Eine neue Studie belegt einmal mehr: Schwangerschaftsabbrüche führen nicht zwangsläufig zu psychischen Schäden. Wozu brauchen wir solche Studien überhaupt noch?, fragt sich unsere Kolumnistin Helen Hahne heute in ihrer Politikkolumne „Ist das euer Ernst?“.

Das entscheidende Gefühl nach Schwangerschaftsabbrüchen: Erleichterung

Letzte Woche berichteten viele Medien über eine amerikanische Studie, die im Journal „Social, Science und Medicine“ veröffentlicht wurde und untersucht hat, wie es Frauen nach einem Schwangerschaftsabbruch geht.

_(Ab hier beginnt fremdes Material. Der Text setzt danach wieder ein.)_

//! Encounter driver: owns the engine, the clock and the event queue.
//!
//! The core never schedules anything itself. Every report it returns carries
//! the events it wants delivered; [`Encounter`] queues them, advances the
//! clock to each one in order and fires it back. Periodic regeneration and
//! scripted deaths live here as well.
mod rotation;
mod setup;

use std::collections::BTreeMap;

use sim_core::{
    ActionId, CastError, CastReport, CombatEngine, CombatLog, DotInstance, EventReport,
    ResourceKind, ScheduledEvent, SimError, SimEvent, StatsOracle, Timestamp, UnitId,
};

use crate::error::{Result, RuntimeError};
use crate::oracle::OracleManager;
use crate::queue::EventQueue;
use crate::summary::DamageSummary;

pub use rotation::Rotation;

/// Fixed regeneration of one pool, re-armed every time it fires.
#[derive(Clone, Copy, Debug, PartialEq)]
pub struct RegenRule {
    pub unit: UnitId,
    pub kind: ResourceKind,
    pub amount: f64,
    pub interval_ms: u64,
}

pub struct Encounter {
    engine: CombatEngine,
    queue: EventQueue,
    oracles: OracleManager,
    log: Box<dyn CombatLog>,
    regen: Vec<RegenRule>,
    deaths: BTreeMap<Timestamp, Vec<UnitId>>,
    summary: DamageSummary,
}

impl Encounter {
    pub fn new(engine: CombatEngine, oracles: OracleManager, log: Box<dyn CombatLog>) -> Self {
        Self {
            engine,
            queue: EventQueue::new(),
            oracles,
            log,
            regen: Vec::new(),
            deaths: BTreeMap::new(),
            summary: DamageSummary::new(),
        }
    }

    pub fn now(&self) -> Timestamp {
        self.engine.now()
    }

    pub fn engine(&self) -> &CombatEngine {
        &self.engine
    }

    pub fn oracles(&self) -> &OracleManager {
        &self.oracles
    }

    pub fn summary(&self) -> &DamageSummary {
        &self.summary
    }

    pub fn pending_events(&self) -> usize {
        self.queue.len()
    }

    /// Starts regenerating `rule.amount` every `rule.interval_ms` from now on.
    pub fn add_regen(&mut self, rule: RegenRule) {
        self.queue.push(Self::regen_event(&rule, self.now()));
        self.regen.push(rule);
    }

    /// Removes `unit` from the encounter once the clock reaches `at`.
    pub fn schedule_death(&mut self, unit: UnitId, at: Timestamp) {
        self.deaths.entry(at).or_default().push(unit);
    }

    /// Casts now and queues whatever the cast scheduled.
    pub fn cast(&mut self, caster: UnitId, spell: ActionId, target: UnitId) -> Result<CastReport> {
        let env = self.oracles.as_sim_env(self.log.as_ref());
        let report = self.engine.cast(caster, spell, target, &env)?;
        self.queue.push_all(&report.scheduled);
        self.summary.record_cast(&report);
        Ok(report)
    }

    /// Fires every event and death due up to `until`, then moves the clock
    /// to `until`. Deaths win ties against events due at the same instant.
    pub fn run_until(&mut self, until: Timestamp) -> Result<Vec<EventReport>> {
        let mut reports = Vec::new();
        loop {
            let next_event = self.queue.peek_time().filter(|at| *at <= until);
            let next_death = self
                .deaths
                .first_key_value()
                .map(|(at, _)| *at)
                .filter(|at| *at <= until);

            match (next_event, next_death) {
                (None, None) => break,
                (event, Some(death)) if event.is_none_or(|event| death <= event) => {
                    self.engine.advance_to(death)?;
                    for unit in self.deaths.remove(&death).unwrap_or_default() {
                        self.kill(unit);
                    }
                }
                _ => {
                    let Some(event) = self.queue.pop_due(until) else {
                        break;
                    };
                    reports.push(self.fire(event)?);
                }
            }
        }
        if until > self.now() {
            self.engine.advance_to(until)?;
        }
        Ok(reports)
    }

    fn fire(&mut self, event: ScheduledEvent) -> Result<EventReport> {
        self.engine.advance_to(event.at)?;
        let env = self.oracles.as_sim_env(self.log.as_ref());
        let report = self.engine.fire_event(event.event, &env)?;

        self.queue.push_all(report.scheduled_events());
        if let Some(cast) = &report.cast {
            self.summary.record_cast(cast);
        }
        for record in &report.damage {
            self.summary.record_damage(record);
        }
        if let SimEvent::ResourceRegen { unit, kind, .. } = event.event {
            if !report.stale {
                if let Some(rule) = self.regen.iter().find(|r| r.unit == unit && r.kind == kind) {
                    self.queue.push(Self::regen_event(rule, event.at));
                }
            }
        }
        Ok(report)
    }

    fn regen_event(rule: &RegenRule, from: Timestamp) -> ScheduledEvent {
        ScheduledEvent::new(
            from + rule.interval_ms,
            SimEvent::ResourceRegen {
                unit: rule.unit,
                kind: rule.kind,
                amount: rule.amount,
            },
        )
    }

    /// Removes `unit` from the roster and the engine, cancelling every
    /// periodic effect on it.
    pub fn kill(&mut self, unit: UnitId) -> Vec<DotInstance> {
        self.oracles.roster.remove(unit);
        let env = self.oracles.as_sim_env(self.log.as_ref());
        let cancelled = self.engine.remove_unit(unit, &env);
        tracing::info!("{} died at {}", unit, self.now());
        cancelled
    }

    /// When `caster` may start its next spell, or `None` for unknown units.
    pub fn ready_at(&self, caster: UnitId) -> Option<Timestamp> {
        let unit = self.engine.unit(caster)?;
        Some(match &unit.casting {
            Some(pending) => pending.resume_at,
            None => unit.gcd_ready_at.max(self.now()),
        })
    }

    /// Runs `rotation` for `caster` against the roster's primary target until
    /// `until`, or until no target is left.
    pub fn run_rotation(&mut self, caster: UnitId, rotation: &Rotation, until: Timestamp) -> Result<()> {
        if self.oracles.stats.attacker(caster).is_none() {
            return Err(RuntimeError::MissingStats(caster));
        }
        let mut last_attempt = None;
        while self.now() < until {
            let now = self.now();
            let ready = self
                .ready_at(caster)
                .ok_or(RuntimeError::Cast(CastError::UnknownUnit(caster)))?;
            let Some(target) = self.oracles.roster.primary() else {
                tracing::info!("No targets left at {}", now);
                break;
            };

            if ready <= now && last_attempt != Some(now) {
                last_attempt = Some(now);
                if let Some(spell) = rotation.next(self, caster, target) {
                    match self.cast(caster, spell, target) {
                        Ok(_) => continue,
                        Err(RuntimeError::Cast(err)) if err.severity().is_recoverable() => {
                            tracing::debug!("{} waits: {}", caster, err);
                        }
                        Err(err) => return Err(err),
                    }
                }
            }

            let wake = [
                self.queue.peek_time(),
                self.deaths.first_key_value().map(|(at, _)| *at),
                self.ready_at(caster).filter(|at| *at > now),
            ]
            .into_iter()
            .flatten()
            .min()
            .filter(|at| *at <= until)
            .unwrap_or(until);
            self.run_until(wake)?;
        }
        Ok(())
    }
}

Über einen Zeitraum von fünf Jahren haben die Forscherinnen 667 Frauen begleitet und immer wieder abgefragt, wie es ihnen mit der getroffenen Entscheidung geht. Die wichtigsten Ergebnisse der Studie: Ein hoher Prozentsatz der Frauen hat die Abtreibung über die fünf Jahre immer als richtige Entscheidung empfunden – und nach fünf Jahren konnten das 99 Prozent der Befragten für sich bestätigen, Erleichterung war die am häufigsten gefühlte Emotion in den fünf Jahren nach der Abtreibung, schlecht ging es den Frauen mit ihrer Entscheidung vor allem, wenn sie Angst haben mussten, für den Schwangerschaftsabbruch sozial geächtet zu werden.

Die Studie kommt zu dem Schluss, dass die psychischen Folgen eines Schwangerschaftsabbruchs für die befragten Personen vor allem mit ihrem persönlichen und sozialen Kontext zusammenhängen und nicht mit dem Abbruch an sich. Wenn die Teilnehmende also in einem Umfeld lebt, in dem Abtreibungen kritisch gesehen werden, kann das einen Effekt auf ihre psychische Verfassung nach der Abtreibung haben. Das hat dann aber nichts mit dem Eingriff selbst zu tun.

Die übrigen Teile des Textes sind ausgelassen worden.